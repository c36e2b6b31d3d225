//! Bound message socket for the engine input and manager command channels.
//!
//! The socket accepts one peer at a time and goes back to accepting when the
//! peer disconnects, so a replacement client can attach to a long-lived
//! service. Receives are sliced into short reads with the close flag checked
//! in between, which lets `close()` unblock a pending `recv()` from any
//! thread without touching the reader's lock.

use std::io::{self, Read};
use std::net::TcpListener;
use std::sync::Mutex;
use std::sync::atomic::{AtomicBool, Ordering};
use std::thread;
use std::time::{Duration, Instant};

use tracing::{debug, warn};

use detectmate_config::Address;

use super::frame::{extract_frame, write_frame};
use super::stream::{PeerStream, resolve_tcp, unsupported};
use super::{ACCEPT_BACKOFF, READ_SLICE, SocketError, TRANSPORT_TARGET};

#[cfg(unix)]
use std::fs;
#[cfg(unix)]
use std::os::unix::net::UnixListener;

pub(crate) struct StreamListenerSocket {
    endpoint: Address,
    closed: AtomicBool,
    recv_timeout: Mutex<Duration>,
    inner: Mutex<ListenerInner>,
}

struct ListenerInner {
    listener: ListenerKind,
    peer: Option<PeerStream>,
    recv_buf: Vec<u8>,
}

enum ListenerKind {
    Tcp(TcpListener),
    #[cfg(unix)]
    Unix(UnixListener),
}

impl StreamListenerSocket {
    pub(crate) fn bind(endpoint: &Address) -> Result<Self, SocketError> {
        let listener = match endpoint {
            Address::Tcp { host, port } => {
                let addr = resolve_tcp(host, *port, endpoint)?;
                let listener = TcpListener::bind(addr).map_err(|source| SocketError::Bind {
                    endpoint: endpoint.to_string(),
                    source,
                })?;
                listener
                    .set_nonblocking(true)
                    .map_err(SocketError::from_io)?;
                ListenerKind::Tcp(listener)
            }
            Address::Ipc { path } => {
                #[cfg(unix)]
                {
                    remove_stale_socket(path.as_str())?;
                    let listener = UnixListener::bind(path.as_std_path()).map_err(|source| {
                        SocketError::Bind {
                            endpoint: endpoint.to_string(),
                            source,
                        }
                    })?;
                    listener
                        .set_nonblocking(true)
                        .map_err(SocketError::from_io)?;
                    ListenerKind::Unix(listener)
                }

                #[cfg(not(unix))]
                {
                    let _ = path;
                    return Err(unsupported(endpoint));
                }
            }
            _ => return Err(unsupported(endpoint)),
        };

        debug!(target: TRANSPORT_TARGET, endpoint = %endpoint, "socket listening");
        Ok(Self {
            endpoint: endpoint.clone(),
            closed: AtomicBool::new(false),
            recv_timeout: Mutex::new(Duration::from_millis(100)),
            inner: Mutex::new(ListenerInner {
                listener,
                peer: None,
                recv_buf: Vec::new(),
            }),
        })
    }

    #[cfg(test)]
    pub(crate) fn local_port(&self) -> Option<u16> {
        let inner = lock_unpoisoned(&self.inner);
        match &inner.listener {
            ListenerKind::Tcp(listener) => listener.local_addr().ok().map(|addr| addr.port()),
            #[cfg(unix)]
            ListenerKind::Unix(_) => None,
        }
    }

    pub(crate) fn recv(&self) -> Result<Vec<u8>, SocketError> {
        let timeout = *lock_unpoisoned(&self.recv_timeout);
        let deadline = Instant::now() + timeout;
        let mut inner = lock_unpoisoned(&self.inner);

        loop {
            if self.closed.load(Ordering::SeqCst) {
                return Err(SocketError::Closed);
            }

            if inner.peer.is_none() {
                match accept_peer(&inner.listener) {
                    Ok(Some(peer)) => {
                        debug!(target: TRANSPORT_TARGET, endpoint = %self.endpoint, "peer attached");
                        inner.recv_buf.clear();
                        inner.peer = Some(peer);
                    }
                    Ok(None) => {
                        if Instant::now() >= deadline {
                            return Err(SocketError::Timeout);
                        }
                        thread::sleep(ACCEPT_BACKOFF.min(timeout));
                        continue;
                    }
                    Err(source) => return Err(SocketError::Io { source }),
                }
            }

            let Some(peer) = inner.peer.as_mut() else {
                continue;
            };
            peer.set_read_timeout(Some(READ_SLICE.min(timeout.max(Duration::from_millis(1)))))
                .map_err(SocketError::from_io)?;

            let mut chunk = [0_u8; 4096];
            match peer.read(&mut chunk) {
                Ok(0) => {
                    debug!(target: TRANSPORT_TARGET, endpoint = %self.endpoint, "peer detached");
                    inner.peer = None;
                    inner.recv_buf.clear();
                }
                Ok(read) => {
                    inner.recv_buf.extend_from_slice(&chunk[..read]);
                    match extract_frame(&mut inner.recv_buf) {
                        Ok(Some(frame)) => return Ok(frame),
                        Ok(None) => {}
                        Err(source) => {
                            inner.peer = None;
                            inner.recv_buf.clear();
                            return Err(SocketError::Io { source });
                        }
                    }
                }
                Err(error) if error.kind() == io::ErrorKind::Interrupted => {}
                Err(error)
                    if error.kind() == io::ErrorKind::WouldBlock
                        || error.kind() == io::ErrorKind::TimedOut =>
                {
                    if Instant::now() >= deadline {
                        return Err(SocketError::Timeout);
                    }
                }
                Err(source) => {
                    inner.peer = None;
                    inner.recv_buf.clear();
                    return Err(SocketError::Io { source });
                }
            }
        }
    }

    pub(crate) fn send(&self, payload: &[u8]) -> Result<(), SocketError> {
        if self.closed.load(Ordering::SeqCst) {
            return Err(SocketError::Closed);
        }
        let mut inner = lock_unpoisoned(&self.inner);
        let Some(peer) = inner.peer.as_mut() else {
            return Err(SocketError::NoPeer);
        };
        match write_frame(peer, payload) {
            Ok(()) => Ok(()),
            Err(source) => {
                inner.peer = None;
                inner.recv_buf.clear();
                Err(SocketError::Io { source })
            }
        }
    }

    pub(crate) fn close(&self) -> Result<(), SocketError> {
        if self.closed.swap(true, Ordering::SeqCst) {
            return Ok(());
        }
        #[cfg(unix)]
        cleanup_ipc_socket(&self.endpoint);
        Ok(())
    }

    pub(crate) fn set_recv_timeout(&self, timeout: Duration) {
        *lock_unpoisoned(&self.recv_timeout) = timeout;
    }
}

impl Drop for StreamListenerSocket {
    fn drop(&mut self) {
        #[cfg(unix)]
        cleanup_ipc_socket(&self.endpoint);
    }
}

fn accept_peer(listener: &ListenerKind) -> io::Result<Option<PeerStream>> {
    match listener {
        ListenerKind::Tcp(tcp) => match tcp.accept() {
            Ok((stream, _)) => {
                stream.set_nonblocking(false)?;
                Ok(Some(PeerStream::Tcp(stream)))
            }
            Err(error) if error.kind() == io::ErrorKind::WouldBlock => Ok(None),
            Err(error) => Err(error),
        },
        #[cfg(unix)]
        ListenerKind::Unix(unix) => match unix.accept() {
            Ok((stream, _)) => {
                stream.set_nonblocking(false)?;
                Ok(Some(PeerStream::Unix(stream)))
            }
            Err(error) if error.kind() == io::ErrorKind::WouldBlock => Ok(None),
            Err(error) => Err(error),
        },
    }
}

/// Removes a stale rendezvous file left behind by a previous run.
#[cfg(unix)]
fn remove_stale_socket(path: &str) -> Result<(), SocketError> {
    match fs::remove_file(path) {
        Ok(()) => {
            debug!(target: TRANSPORT_TARGET, path, "removed stale ipc socket");
            Ok(())
        }
        Err(error) if error.kind() == io::ErrorKind::NotFound => Ok(()),
        Err(source) => Err(SocketError::StaleSocketCleanup {
            path: path.to_owned(),
            source,
        }),
    }
}

#[cfg(unix)]
fn cleanup_ipc_socket(endpoint: &Address) {
    let Some(path) = endpoint.ipc_path() else {
        return;
    };
    if let Err(error) = fs::remove_file(path.as_std_path())
        && error.kind() != io::ErrorKind::NotFound
    {
        warn!(
            target: TRANSPORT_TARGET,
            error = %error,
            path = %path,
            "failed to remove ipc socket file"
        );
    }
}

pub(crate) fn lock_unpoisoned<T>(mutex: &Mutex<T>) -> std::sync::MutexGuard<'_, T> {
    mutex.lock().unwrap_or_else(std::sync::PoisonError::into_inner)
}

#[cfg(test)]
mod tests {
    use std::sync::Arc;

    use super::super::DialOptions;
    use super::super::dialer::StreamDialSocket;
    use super::*;

    #[test]
    fn recv_times_out_without_a_peer() {
        let socket = StreamListenerSocket::bind(&Address::tcp("127.0.0.1", 0)).expect("bind");
        socket.set_recv_timeout(Duration::from_millis(50));
        let error = socket.recv().expect_err("no peer yet");
        assert!(matches!(error, SocketError::Timeout));
    }

    #[test]
    fn dialer_attaches_and_frames_roundtrip() {
        let listener =
            Arc::new(StreamListenerSocket::bind(&Address::tcp("127.0.0.1", 0)).expect("bind"));
        listener.set_recv_timeout(Duration::from_millis(500));
        let port = listener.local_port().expect("tcp port");

        let dialer = StreamDialSocket::connect(
            &Address::tcp("127.0.0.1", port),
            DialOptions {
                dial_timeout: Duration::from_millis(500),
                buffer_size: 8192,
            },
        )
        .expect("dial");

        dialer.send(b"over the wire").expect("send");
        let received = listener.recv().expect("recv");
        assert_eq!(received, b"over the wire");

        // Reply path back to the dialing side.
        dialer.set_recv_timeout(Duration::from_millis(500));
        listener.send(b"and back").expect("reply");
        assert_eq!(dialer.recv().expect("reply recv"), b"and back");

        dialer.close().expect("close dialer");
        listener.close().expect("close listener");
    }

    #[test]
    fn close_unblocks_a_pending_recv() {
        let socket =
            Arc::new(StreamListenerSocket::bind(&Address::tcp("127.0.0.1", 0)).expect("bind"));
        socket.set_recv_timeout(Duration::from_secs(5));

        let waiter = Arc::clone(&socket);
        let handle = std::thread::spawn(move || waiter.recv());
        std::thread::sleep(Duration::from_millis(50));
        socket.close().expect("close");

        let result = handle.join().expect("join receiver");
        assert!(matches!(result, Err(SocketError::Closed)));
    }
}
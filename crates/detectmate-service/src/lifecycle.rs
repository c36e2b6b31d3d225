//! Lifecycle primitives shared by the workers.

use std::sync::{Condvar, Mutex, PoisonError};
use std::time::Duration;

/// Single-shot latch signalling "stop requested".
///
/// Once set it never clears; `run()` blocks on it and the manager consults
/// it to deduplicate repeated `stop` commands. Safe to set from any thread,
/// including signal handlers' helper threads.
#[derive(Debug, Default)]
pub struct LifecycleLatch {
    state: Mutex<bool>,
    signal: Condvar,
}

impl LifecycleLatch {
    /// Creates an unset latch.
    #[must_use]
    pub fn new() -> Self {
        Self::default()
    }

    /// Sets the latch and wakes all waiters.
    pub fn set(&self) {
        let mut state = self.state.lock().unwrap_or_else(PoisonError::into_inner);
        *state = true;
        self.signal.notify_all();
    }

    /// Whether stop has been requested.
    #[must_use]
    pub fn is_set(&self) -> bool {
        *self.state.lock().unwrap_or_else(PoisonError::into_inner)
    }

    /// Blocks until the latch is set.
    pub fn wait(&self) {
        let mut state = self.state.lock().unwrap_or_else(PoisonError::into_inner);
        while !*state {
            state = self
                .signal
                .wait(state)
                .unwrap_or_else(PoisonError::into_inner);
        }
    }
}

/// Completion flag for timed worker joins.
///
/// `JoinHandle::join` cannot be bounded, so workers mark completion here and
/// the stopping thread waits on the flag with a budget before joining.
#[derive(Debug, Default)]
pub(crate) struct Completion {
    state: Mutex<bool>,
    signal: Condvar,
}

impl Completion {
    pub(crate) fn new() -> Self {
        Self::default()
    }

    /// Marks the worker as finished.
    pub(crate) fn mark(&self) {
        let mut state = self.state.lock().unwrap_or_else(PoisonError::into_inner);
        *state = true;
        self.signal.notify_all();
    }

    /// Rearms the flag before a new worker run.
    pub(crate) fn reset(&self) {
        let mut state = self.state.lock().unwrap_or_else(PoisonError::into_inner);
        *state = false;
    }

    /// Waits up to `timeout` for the worker to finish.
    pub(crate) fn wait_for(&self, timeout: Duration) -> bool {
        let mut state = self.state.lock().unwrap_or_else(PoisonError::into_inner);
        let deadline = std::time::Instant::now() + timeout;
        while !*state {
            let remaining = deadline.saturating_duration_since(std::time::Instant::now());
            if remaining.is_zero() {
                return false;
            }
            let (next, _timeout) = self
                .signal
                .wait_timeout(state, remaining)
                .unwrap_or_else(PoisonError::into_inner);
            state = next;
        }
        true
    }
}
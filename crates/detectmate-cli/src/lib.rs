//! CLI runtime for DetectMate service control.
//!
//! Subcommands: `start` hosts a generic core service in the foreground;
//! `stop`, `status`, and `reconfigure` talk to a running service over its
//! command channel. Command replies go to stdout; errors go to stderr with
//! exit code 1.

use std::ffi::OsString;
use std::process::ExitCode;

mod cli;
mod client;
mod commands;
mod errors;

use cli::{Cli, Command};
use clap::Parser;
use errors::AppError;

/// Parses arguments and runs the selected subcommand.
pub fn run(args: impl IntoIterator<Item = OsString>) -> ExitCode {
    let cli = Cli::parse_from(args);
    match execute(&cli.command) {
        Ok(Some(reply)) => {
            println!("{reply}");
            ExitCode::SUCCESS
        }
        Ok(None) => ExitCode::SUCCESS,
        Err(error) => {
            eprintln!("error: {error}");
            ExitCode::FAILURE
        }
    }
}

fn execute(command: &Command) -> Result<Option<String>, AppError> {
    match command {
        Command::Start { settings, config } => {
            commands::start(settings.as_deref(), config.as_deref())?;
            Ok(None)
        }
        Command::Stop { settings } => commands::stop(settings).map(Some),
        Command::Status { settings } => commands::status(settings).map(Some),
        Command::Reconfigure {
            settings,
            config,
            persist,
        } => commands::reconfigure(settings, config, *persist).map(Some),
    }
}
//! Pluggable message transform applied by the engine.

use thiserror::Error;

/// Transform applied to every received payload.
///
/// Returning `Ok(None)` drops the message without forwarding anything.
/// Errors are logged by the engine and the offending message is dropped; the
/// service keeps running.
pub trait Processor: Send + Sync + 'static {
    /// One-time hook invoked when the service enters its scope, for loading
    /// models or opening auxiliary resources.
    fn setup(&self) -> Result<(), ProcessorError> {
        Ok(())
    }

    /// Transforms one raw payload.
    fn run(&self, raw: &[u8]) -> Result<Option<Vec<u8>>, ProcessorError>;
}

/// Failure reported by a processor for one message.
#[derive(Debug, Error)]
#[error("{message}")]
pub struct ProcessorError {
    message: String,
}

impl ProcessorError {
    /// Builds an error from a display message.
    #[must_use]
    pub fn new(message: impl Into<String>) -> Self {
        Self {
            message: message.into(),
        }
    }
}

/// Identity transform; the generic core component forwards payloads as-is.
#[derive(Debug, Default, Clone, Copy)]
pub struct PassthroughProcessor;

impl Processor for PassthroughProcessor {
    fn run(&self, raw: &[u8]) -> Result<Option<Vec<u8>>, ProcessorError> {
        Ok(Some(raw.to_vec()))
    }
}
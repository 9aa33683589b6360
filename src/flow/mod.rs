//! GitHub organization folder creation flow.

mod cache;
mod completion;
mod manager;
mod status;
mod steps;
mod types;

#[cfg(test)]
mod tests;

pub use completion::CompletionState;
pub use manager::{FlowChange, FlowManager, FlowSettings, TokenOutcome};
pub use status::FlowStatus;
pub use steps::FlowStep;
pub use types::{Credential, JobEvent, OrgFolder, Organization, Repository, RepositoryPage};
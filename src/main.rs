mod auth;
mod cli;
mod config;
mod error;
mod flow;
mod output;
mod providers;
mod wait;

use anyhow::Result;
use clap::Parser;
use cli::Cli;
use log::info;

#[tokio::main]
async fn main() -> Result<()> {
    env_logger::init();

    output::print_banner();

    let cli = Cli::parse();
    info!("Starting orgflow");
    cli.execute().await?;

    Ok(())
}
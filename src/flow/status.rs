use serde::Serialize;
use std::fmt;

/// Where the creation flow currently stands.
#[derive(Debug, Clone, Copy, PartialEq, Eq, Hash, Serialize)]
#[serde(rename_all = "snake_case")]
pub enum FlowStatus {
    LoadingCredentials,
    AccessTokenEntry,
    LoadingOrganizations,
    ChooseOrganization,
    OrganizationsError,
    ChooseDiscover,
    LoadingRepositories,
    RepositoriesError,
    AlreadyDiscover,
    ConfirmDiscover,
    ChooseRepository,
    Saving,
    SaveError,
    /// The org folder exists; waiting for its first scan to finish.
    Saved,
    Complete,
    EventError,
    EventTimeout,
}

impl FlowStatus {
    pub fn is_error(&self) -> bool {
        matches!(
            self,
            Self::OrganizationsError
                | Self::RepositoriesError
                | Self::SaveError
                | Self::EventError
                | Self::EventTimeout
        )
    }

    /// No further transition happens without the user starting over.
    pub fn is_terminal(&self) -> bool {
        self.is_error() || matches!(self, Self::Complete | Self::AlreadyDiscover)
    }

    /// Waiting on the network rather than on the user.
    pub fn is_pending(&self) -> bool {
        matches!(
            self,
            Self::LoadingCredentials
                | Self::LoadingOrganizations
                | Self::LoadingRepositories
                | Self::Saving
                | Self::Saved
        )
    }
}

impl fmt::Display for FlowStatus {
    fn fmt(&self, f: &mut fmt::Formatter<'_>) -> fmt::Result {
        let s = match self {
            Self::LoadingCredentials => "loading_credentials",
            Self::AccessTokenEntry => "access_token_entry",
            Self::LoadingOrganizations => "loading_organizations",
            Self::ChooseOrganization => "choose_organization",
            Self::OrganizationsError => "organizations_error",
            Self::ChooseDiscover => "choose_discover",
            Self::LoadingRepositories => "loading_repositories",
            Self::RepositoriesError => "repositories_error",
            Self::AlreadyDiscover => "already_discover",
            Self::ConfirmDiscover => "confirm_discover",
            Self::ChooseRepository => "choose_repository",
            Self::Saving => "saving",
            Self::SaveError => "save_error",
            Self::Saved => "saved",
            Self::Complete => "complete",
            Self::EventError => "event_error",
            Self::EventTimeout => "event_timeout",
        };
        write!(f, "{s}")
    }
}
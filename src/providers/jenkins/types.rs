use serde::{Deserialize, Serialize};

use crate::flow::{Credential, RepositoryPage};

pub const CREATE_REQUEST_CLASS: &str =
    "io.jenkins.blueocean.blueocean_github_pipeline.GithubPipelineCreateRequest";
pub const UPDATE_REQUEST_CLASS: &str =
    "io.jenkins.blueocean.blueocean_github_pipeline.GithubPipelineUpdateRequest";

/// Response of `GET scm/github/`.
#[derive(Debug, Deserialize)]
pub struct ScmInfo {
    #[serde(rename = "credentialId", default)]
    credential_id: Option<String>,
}

impl ScmInfo {
    pub fn credential(self) -> Option<Credential> {
        self.credential_id
            .filter(|id| !id.is_empty())
            .map(Credential::new)
    }
}

#[derive(Debug, Serialize)]
#[serde(rename_all = "camelCase")]
pub struct AccessTokenRequest<'a> {
    pub access_token: &'a str,
}

/// Response of `GET scm/github/organizations/{org}/repositories/`.
#[derive(Debug, Deserialize)]
pub struct RepositoriesResponse {
    pub repositories: RepositoryPage,
}

/// Body of the org folder create (`POST pipelines/`) and update
/// (`PUT pipelines/{org}/`) calls.
#[derive(Debug, Serialize)]
pub struct OrgFolderRequest<'a> {
    name: &'a str,
    #[serde(rename = "$class")]
    class: &'a str,
    #[serde(rename = "scmConfig")]
    scm_config: ScmConfig<'a>,
}

#[derive(Debug, Serialize)]
struct ScmConfig<'a> {
    #[serde(rename = "credentialId")]
    credential_id: &'a str,
    uri: &'a str,
    config: OrgConfig<'a>,
}

#[derive(Debug, Serialize)]
struct OrgConfig<'a> {
    #[serde(rename = "orgName")]
    org_name: &'a str,
    /// Omitted to scan every repository.
    #[serde(skip_serializing_if = "Option::is_none")]
    repos: Option<&'a [String]>,
}

impl<'a> OrgFolderRequest<'a> {
    pub fn new(
        class: &'a str,
        org_name: &'a str,
        credential_id: &'a str,
        api_url: &'a str,
        repos: Option<&'a [String]>,
    ) -> Self {
        Self {
            name: org_name,
            class,
            scm_config: ScmConfig {
                credential_id,
                uri: api_url,
                config: OrgConfig { org_name, repos },
            },
        }
    }
}
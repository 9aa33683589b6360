use anyhow::{Context, Result};
use serde::{Deserialize, Serialize};
use std::path::{Path, PathBuf};
use std::time::Duration;

use crate::flow::FlowSettings;

/// Configuration file structure for orgflow.
///
/// Holds the Jenkins connection, the GitHub token and the flow timings so
/// they do not have to be passed on every run. Files are looked up in the
/// current directory first, then in the platform config directory.
#[derive(Debug, Clone, Default, Serialize, Deserialize)]
#[serde(rename_all = "kebab-case")]
pub struct Config {
    /// Jenkins connection settings
    #[serde(default)]
    pub jenkins: JenkinsConfig,

    /// GitHub settings
    #[serde(default)]
    pub github: GitHubConfig,

    /// Creation flow timings
    #[serde(default)]
    pub flow: FlowConfig,
}

#[derive(Debug, Clone, Serialize, Deserialize)]
#[serde(rename_all = "kebab-case")]
pub struct JenkinsConfig {
    /// Jenkins root URL, including any context path
    #[serde(default = "default_jenkins_url")]
    pub base_url: String,

    /// Blue Ocean organization
    #[serde(default = "default_organization")]
    pub organization: String,

    /// Jenkins user for basic authentication
    pub username: Option<String>,

    /// Jenkins API token for `username`
    pub api_token: Option<String>,

    /// Server-sent events endpoint delivering job events
    pub events_url: Option<String>,
}

#[derive(Debug, Clone, Serialize, Deserialize)]
#[serde(rename_all = "kebab-case")]
pub struct GitHubConfig {
    /// GitHub personal access token, used when Jenkins has no credential yet
    pub token: Option<String>,

    /// GitHub API URL (GitHub Enterprise installs differ)
    #[serde(default = "default_github_api_url")]
    pub api_url: String,
}

#[derive(Debug, Clone, Serialize, Deserialize)]
#[serde(rename_all = "kebab-case")]
pub struct FlowConfig {
    /// Minimum time a loading step stays visible, in milliseconds
    #[serde(default = "default_min_delay_ms")]
    pub min_delay_ms: u64,

    /// Repositories requested per page
    #[serde(default = "default_page_size")]
    pub page_size: u32,

    /// How long to wait for the first organization scan, in seconds
    #[serde(default = "default_completion_timeout_secs")]
    pub completion_timeout_secs: u64,
}

impl Default for JenkinsConfig {
    fn default() -> Self {
        Self {
            base_url: default_jenkins_url(),
            organization: default_organization(),
            username: None,
            api_token: None,
            events_url: None,
        }
    }
}

impl Default for GitHubConfig {
    fn default() -> Self {
        Self {
            token: None,
            api_url: default_github_api_url(),
        }
    }
}

impl Default for FlowConfig {
    fn default() -> Self {
        Self {
            min_delay_ms: default_min_delay_ms(),
            page_size: default_page_size(),
            completion_timeout_secs: default_completion_timeout_secs(),
        }
    }
}

impl FlowConfig {
    pub fn settings(&self) -> FlowSettings {
        FlowSettings {
            min_delay: Duration::from_millis(self.min_delay_ms),
            page_size: self.page_size.max(1),
            completion_timeout: Duration::from_secs(self.completion_timeout_secs),
        }
    }
}

fn default_jenkins_url() -> String {
    "http://localhost:8080".to_string()
}

fn default_organization() -> String {
    "jenkins".to_string()
}

fn default_github_api_url() -> String {
    "https://api.github.com".to_string()
}

fn default_min_delay_ms() -> u64 {
    500
}

fn default_page_size() -> u32 {
    100
}

fn default_completion_timeout_secs() -> u64 {
    30
}

const CANDIDATES: [&str; 4] = ["orgflow.toml", "orgflow.json", "orgflow.yaml", "orgflow.yml"];

impl Config {
    /// Load configuration from a file.
    ///
    /// Searches for configuration files in this order:
    /// 1. Specified path
    /// 2. ./orgflow.toml, ./orgflow.json, ./orgflow.yaml, ./orgflow.yml
    /// 3. `<config dir>/orgflow/orgflow.toml`
    ///
    /// Returns default configuration if no file is found.
    pub fn load(path: Option<&Path>) -> Result<Self> {
        if let Some(path) = path {
            return Self::load_from_path(path);
        }

        for candidate in &CANDIDATES {
            let path = Path::new(candidate);
            if path.exists() {
                return Self::load_from_path(path);
            }
        }

        if let Some(path) = Self::user_config_path().filter(|p| p.exists()) {
            return Self::load_from_path(&path);
        }

        Ok(Self::default())
    }

    /// `<config dir>/orgflow/orgflow.toml`, if the platform has a config dir.
    pub fn user_config_path() -> Option<PathBuf> {
        dirs::config_dir().map(|dir| dir.join("orgflow").join("orgflow.toml"))
    }

    /// Load configuration from a specific file path.
    fn load_from_path(path: &Path) -> Result<Self> {
        let contents = std::fs::read_to_string(path)
            .with_context(|| format!("Failed to read config file: {}", path.display()))?;

        let extension = path.extension().and_then(|ext| ext.to_str()).unwrap_or("");

        match extension {
            "toml" => toml::from_str(&contents)
                .with_context(|| format!("Failed to parse TOML config: {}", path.display())),
            "json" => serde_json::from_str(&contents)
                .with_context(|| format!("Failed to parse JSON config: {}", path.display())),
            "yaml" | "yml" => serde_yaml::from_str(&contents)
                .with_context(|| format!("Failed to parse YAML config: {}", path.display())),
            _ => toml::from_str(&contents)
                .or_else(|_| serde_json::from_str(&contents))
                .or_else(|_| serde_yaml::from_str(&contents))
                .with_context(|| format!("Failed to parse config file: {}", path.display())),
        }
    }

    /// Save configuration to a file.
    pub fn save(&self, path: &Path) -> Result<()> {
        let contents = match path.extension().and_then(|ext| ext.to_str()) {
            Some("json") => serde_json::to_string_pretty(self)?,
            Some("yaml") | Some("yml") => serde_yaml::to_string(self)?,
            _ => toml::to_string_pretty(self)?,
        };

        if let Some(parent) = path.parent().filter(|p| !p.as_os_str().is_empty()) {
            std::fs::create_dir_all(parent)
                .with_context(|| format!("Failed to create config dir: {}", parent.display()))?;
        }

        std::fs::write(path, contents)
            .with_context(|| format!("Failed to write config file: {}", path.display()))?;

        Ok(())
    }
}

> _TASK TO COMPLETE_: In the data above, find the line that contains "use std::fs;" and the line that contains "let listener = TcpListener::bind(addr).map_err(|source|". Repeat exactly those lines and every line between them, and only those.

> _EXERCISE SOLUTION_:
use std::fs;
#[cfg(unix)]
use std::os::unix::net::UnixListener;

pub(crate) struct StreamListenerSocket {
    endpoint: Address,
    closed: AtomicBool,
    recv_timeout: Mutex<Duration>,
    inner: Mutex<ListenerInner>,
}

struct ListenerInner {
    listener: ListenerKind,
    peer: Option<PeerStream>,
    recv_buf: Vec<u8>,
}

enum ListenerKind {
    Tcp(TcpListener),
    #[cfg(unix)]
    Unix(UnixListener),
}

impl StreamListenerSocket {
    pub(crate) fn bind(endpoint: &Address) -> Result<Self, SocketError> {
        let listener = match endpoint {
            Address::Tcp { host, port } => {
                let addr = resolve_tcp(host, *port, endpoint)?;
                let listener = TcpListener::bind(addr).map_err(|source| SocketError::Bind {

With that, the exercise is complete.